Use of the TETrans Model in Predicting ET Effects on Groundwater Qualityby Dennis L. Corwin, U.S. Salinity Lab, Riverside, United States,
Document Type: Proceeding Paper
Part of: Irrigation and Drainage: Saving a Threatened Resource—In Search of Solutions
Recently Corwin and Waggoner (1991) developed a contaminant transport software package referred to as TETrans, (acronym for Trace Element Transport). TETrans is a useful preliminary assessment tool for easily determining the influence of various transport processes upon the distribution of solutes through the rootzone and upon solute-loading to the groundwater. Specifically, the effect of evapotranspiration (ET) upon solute-loading to the groundwater is assessed using TETrans. Simulations of chloride and boron movement are presented using soil column data from a weighing lysimeter experiment (Corwin et al., 1991 and 1992).

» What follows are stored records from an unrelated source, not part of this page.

use crate::models::Chain;
use axum::{
    http::StatusCode,
    response::{IntoResponse, Response},
    Json,
};
use chrono::Utc;
use serde::{Deserialize, Serialize};
use thiserror::Error;
use uuid::Uuid;

/// Failures raised by a chain data provider.
#[derive(Error, Debug)]
pub enum ProviderError {
    #[error("RPC error: {0}")]
    Rpc(#[from] ethers::providers::ProviderError),

    #[error("Malformed chain data: {0}")]
    Malformed(String),

    #[error("No data source configured for {0}")]
    ChainNotConfigured(Chain),

    #[error("Provider unavailable: {0}")]
    Unavailable(String),
}

#[derive(Error, Debug)]
pub enum OracleError {
    #[error("No block data available for {chain}")]
    NoBlockData { chain: Chain },

    #[error("Provider error: {0}")]
    Provider(#[from] ProviderError),

    #[error("Invalid input: {0}")]
    InvalidInput(String),
}

impl OracleError {
    pub fn error_code(&self) -> &'static str {
        match self {
            OracleError::NoBlockData { .. } => "NO_BLOCK_DATA",
            OracleError::Provider(_) => "UPSTREAM_ERROR",
            OracleError::InvalidInput(_) => "INVALID_INPUT",
        }
    }

    pub fn status_code(&self) -> StatusCode {
        match self {
            OracleError::NoBlockData { .. } => StatusCode::SERVICE_UNAVAILABLE,
            OracleError::Provider(_) => StatusCode::BAD_GATEWAY,
            OracleError::InvalidInput(_) => StatusCode::BAD_REQUEST,
        }
    }
}

#[derive(Serialize, Deserialize, Debug)]
pub struct ErrorResponse {
    pub success: bool,
    pub error: String,
    pub error_code: String,
    pub timestamp: chrono::DateTime<Utc>,
    pub request_id: String,
}

impl IntoResponse for OracleError {
    fn into_response(self) -> Response {
        let status = self.status_code();
        let error_code = self.error_code();

        let body = ErrorResponse {
            success: false,
            error: self.to_string(),
            error_code: error_code.to_string(),
            timestamp: Utc::now(),
            request_id: Uuid::new_v4().to_string(),
        };

        if status.is_server_error() {
            tracing::error!(error = ?self, error_code = error_code, "Request failed");
        } else {
            tracing::debug!(error = ?self, error_code = error_code, "Request rejected");
        }

        (status, Json(body)).into_response()
    }
}

#[cfg(test)]
mod tests {
    use super::*;

    #[test]
    fn test_status_mapping() {
        let cases = [
            (OracleError::InvalidInput("x".into()), StatusCode::BAD_REQUEST),
            (
                OracleError::Provider(ProviderError::Unavailable("down".into())),
                StatusCode::BAD_GATEWAY,
            ),
            (
                OracleError::NoBlockData { chain: Chain::Base },
                StatusCode::SERVICE_UNAVAILABLE,
            ),
        ];
        for (err, status) in cases {
            assert_eq!(err.into_response().status(), status);
        }
    }

    #[test]
    fn test_provider_error_message_is_preserved() {
        let err = OracleError::from(ProviderError::Malformed("block 7 missing number".into()));
        assert_eq!(
            err.to_string(),
            "Provider error: Malformed chain data: block 7 missing number"
        );
        assert_eq!(err.error_code(), "UPSTREAM_ERROR");
    }
}
pub mod analytics;
pub mod cache;
pub mod congestion;
pub mod ethereum;
pub mod fee_estimator;
pub mod forecast;
pub mod freshness;
pub mod inclusion;
pub mod oracle;
pub mod provider;

pub use analytics::{Analytics, Operation};
pub use cache::{CacheMetrics, OracleCache, QueryCache};
pub use ethereum::RpcChainDataProvider;
pub use oracle::{FeeOracle, OracleSettings};
pub use provider::{ChainDataProvider, MockChainDataProvider};
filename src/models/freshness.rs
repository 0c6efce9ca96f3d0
use chrono::{DateTime, Utc};
use serde::{Deserialize, Serialize};

#[derive(Debug, Clone, Copy, PartialEq, Eq, Serialize, Deserialize)]
#[serde(rename_all = "snake_case")]
pub enum DataSource {
    Live,
    Cached,
    Fallback,
}

#[derive(Debug, Clone, PartialEq, Serialize, Deserialize)]
pub struct FreshnessMetadata {
    pub fetched_at: DateTime<Utc>,
    pub block_number: u64,
    pub block_age_ms: u64,
    pub stale: bool,
    pub data_source: DataSource,
}

/// Diagnostic trust score. Never feeds back into fee or probability math.
#[derive(Debug, Clone, PartialEq, Serialize, Deserialize)]
pub struct Confidence {
    pub score: f64,
    pub factors: Vec<String>,
}

/// Results that carry freshness metadata, so a cache hit can be re-labelled.
pub trait Annotated {
    fn freshness(&self) -> &FreshnessMetadata;
    fn freshness_mut(&mut self) -> &mut FreshnessMetadata;
}
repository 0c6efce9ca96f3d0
use crate::{handlers::AppState, models::Stats};
use axum::{extract::State, Json};

pub async fn get_stats(State(state): State<AppState>) -> Json<Stats> {
    Json(state.analytics.get_stats())
}
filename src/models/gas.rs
use crate::models::{
    chain::Chain,
    freshness::{Annotated, Confidence, FreshnessMetadata},
    wei,
};
use ethers::types::U256;
use serde::{Deserialize, Serialize};
use std::fmt;
use std::str::FromStr;

#[derive(Debug, Clone, Copy, PartialEq, Eq, Hash, Serialize, Deserialize)]
#[serde(rename_all = "lowercase")]
pub enum Urgency {
    Low,
    Medium,
    High,
    Urgent,
}

impl Urgency {
    /// Number of blocks the base fee is projected forward.
    pub const fn target_blocks(self) -> u32 {
        match self {
            Urgency::Low => 10,
            Urgency::Medium => 5,
            Urgency::High => 3,
            Urgency::Urgent => 1,
        }
    }

    /// Percentile of recent priority fees used as the tip.
    pub const fn tip_percentile(self) -> u32 {
        match self {
            Urgency::Low => 50,
            Urgency::Medium => 70,
            Urgency::High => 90,
            Urgency::Urgent => 95,
        }
    }

    const fn as_str(self) -> &'static str {
        match self {
            Urgency::Low => "low",
            Urgency::Medium => "medium",
            Urgency::High => "high",
            Urgency::Urgent => "urgent",
        }
    }
}

impl fmt::Display for Urgency {
    fn fmt(&self, f: &mut fmt::Formatter<'_>) -> fmt::Result {
        f.pad(self.as_str())
    }
}

impl FromStr for Urgency {
    type Err = String;

    fn from_str(s: &str) -> Result<Self, Self::Err> {
        match s.trim().to_lowercase().as_str() {
            "low" => Ok(Urgency::Low),
            "medium" => Ok(Urgency::Medium),
            "high" => Ok(Urgency::High),
            "urgent" => Ok(Urgency::Urgent),
            other => Err(format!("unknown urgency: {}", other)),
        }
    }
}

#[derive(Debug, Clone, Copy, PartialEq, Eq, Hash, Serialize, Deserialize)]
#[serde(rename_all = "snake_case")]
pub enum TxType {
    Transfer,
    Erc20Transfer,
    Swap,
    NftMint,
    ContractDeploy,
}

impl TxType {
    /// Representative gas units, used only for the USD cost figure.
    pub const fn gas_units(self) -> u64 {
        match self {
            TxType::Transfer => 21_000,
            TxType::Erc20Transfer => 65_000,
            TxType::Swap => 180_000,
            TxType::NftMint => 120_000,
            TxType::ContractDeploy => 1_500_000,
        }
    }

    const fn as_str(self) -> &'static str {
        match self {
            TxType::Transfer => "transfer",
            TxType::Erc20Transfer => "erc20_transfer",
            TxType::Swap => "swap",
            TxType::NftMint => "nft_mint",
            TxType::ContractDeploy => "contract_deploy",
        }
    }
}

impl fmt::Display for TxType {
    fn fmt(&self, f: &mut fmt::Formatter<'_>) -> fmt::Result {
        f.pad(self.as_str())
    }
}

impl FromStr for TxType {
    type Err = String;

    fn from_str(s: &str) -> Result<Self, Self::Err> {
        match s.trim().to_lowercase().replace('-', "_").as_str() {
            "transfer" => Ok(TxType::Transfer),
            "erc20_transfer" | "token_transfer" => Ok(TxType::Erc20Transfer),
            "swap" => Ok(TxType::Swap),
            "nft_mint" | "mint" => Ok(TxType::NftMint),
            "contract_deploy" | "deploy" => Ok(TxType::ContractDeploy),
            other => Err(format!("unknown tx_type: {}", other)),
        }
    }
}

#[derive(Debug, Clone, Copy, PartialEq, Eq, Serialize, Deserialize)]
pub struct GasEstimate {
    #[serde(with = "wei::decimal")]
    pub recommended_max_fee: U256,
    #[serde(with = "wei::decimal")]
    pub priority_fee: U256,
}

impl GasEstimate {
    /// Worst-case spend in USD for `gas_units` at the recommended max fee.
    pub fn cost_usd(&self, gas_units: u64, native_token_price_usd: f64) -> f64 {
        let native = wei::to_f64(self.recommended_max_fee) * gas_units as f64 / 1e18;
        let usd = native * native_token_price_usd;
        (usd * 1e6).round() / 1e6
    }
}

#[derive(Debug, Clone, PartialEq, Serialize, Deserialize)]
pub struct EstimateReport {
    pub chain: Chain,
    pub urgency: Urgency,
    pub tx_type: TxType,
    #[serde(flatten)]
    pub estimate: GasEstimate,
    #[serde(with = "wei::decimal")]
    pub base_fee: U256,
    pub target_blocks: u32,
    pub cost_usd: f64,
    pub freshness: FreshnessMetadata,
    pub confidence: Confidence,
}

impl Annotated for EstimateReport {
    fn freshness(&self) -> &FreshnessMetadata {
        &self.freshness
    }

    fn freshness_mut(&mut self) -> &mut FreshnessMetadata {
        &mut self.freshness
    }
}

#[cfg(test)]
mod tests {
    use super::*;

    #[test]
    fn test_display_honours_width() {
        assert_eq!(format!("[{:>6}]", Urgency::Low), "[   low]");
        assert_eq!(format!("[{:<10}]", TxType::Swap), "[swap      ]");
        assert_eq!(format!("[{:^9}]", Chain::Base), "[  base   ]");
    }

    #[test]
    fn test_calculate_transaction_cost() {
        let estimate = GasEstimate {
            recommended_max_fee: wei::gwei(50),
            priority_fee: wei::gwei(2),
        };
        // 50 gwei * 21000 = 0.00105 ETH
        assert_eq!(estimate.cost_usd(TxType::Transfer.gas_units(), 3000.0), 3.15);
    }

    #[test]
    fn test_urgency_tables_are_monotonic() {
        let levels = [Urgency::Low, Urgency::Medium, Urgency::High, Urgency::Urgent];
        for pair in levels.windows(2) {
            assert!(pair[0].target_blocks() > pair[1].target_blocks());
            assert!(pair[0].tip_percentile() < pair[1].tip_percentile());
        }
    }

    #[test]
    fn test_tx_type_parsing() {
        assert_eq!("erc20-transfer".parse::<TxType>().unwrap(), TxType::Erc20Transfer);
        assert_eq!(TxType::NftMint.to_string(), "nft_mint");
        assert!("bridge".parse::<TxType>().is_err());
        assert_eq!("URGENT".parse::<Urgency>().unwrap(), Urgency::Urgent);
    }
}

The simulations indicate that factors related to ET (i.e., maximum root penetration depth and root water uptake distribution) have a definite affect upon groundwater quality. As the maximum root penetration depth increases, the total amount of solute leaving the rootzone and potentially entering the groundwater, increases. As the root water uptake distribution becomes more uniform with depth, greater amounts of solute pass beyond the rootzone and potentially into the groundwater.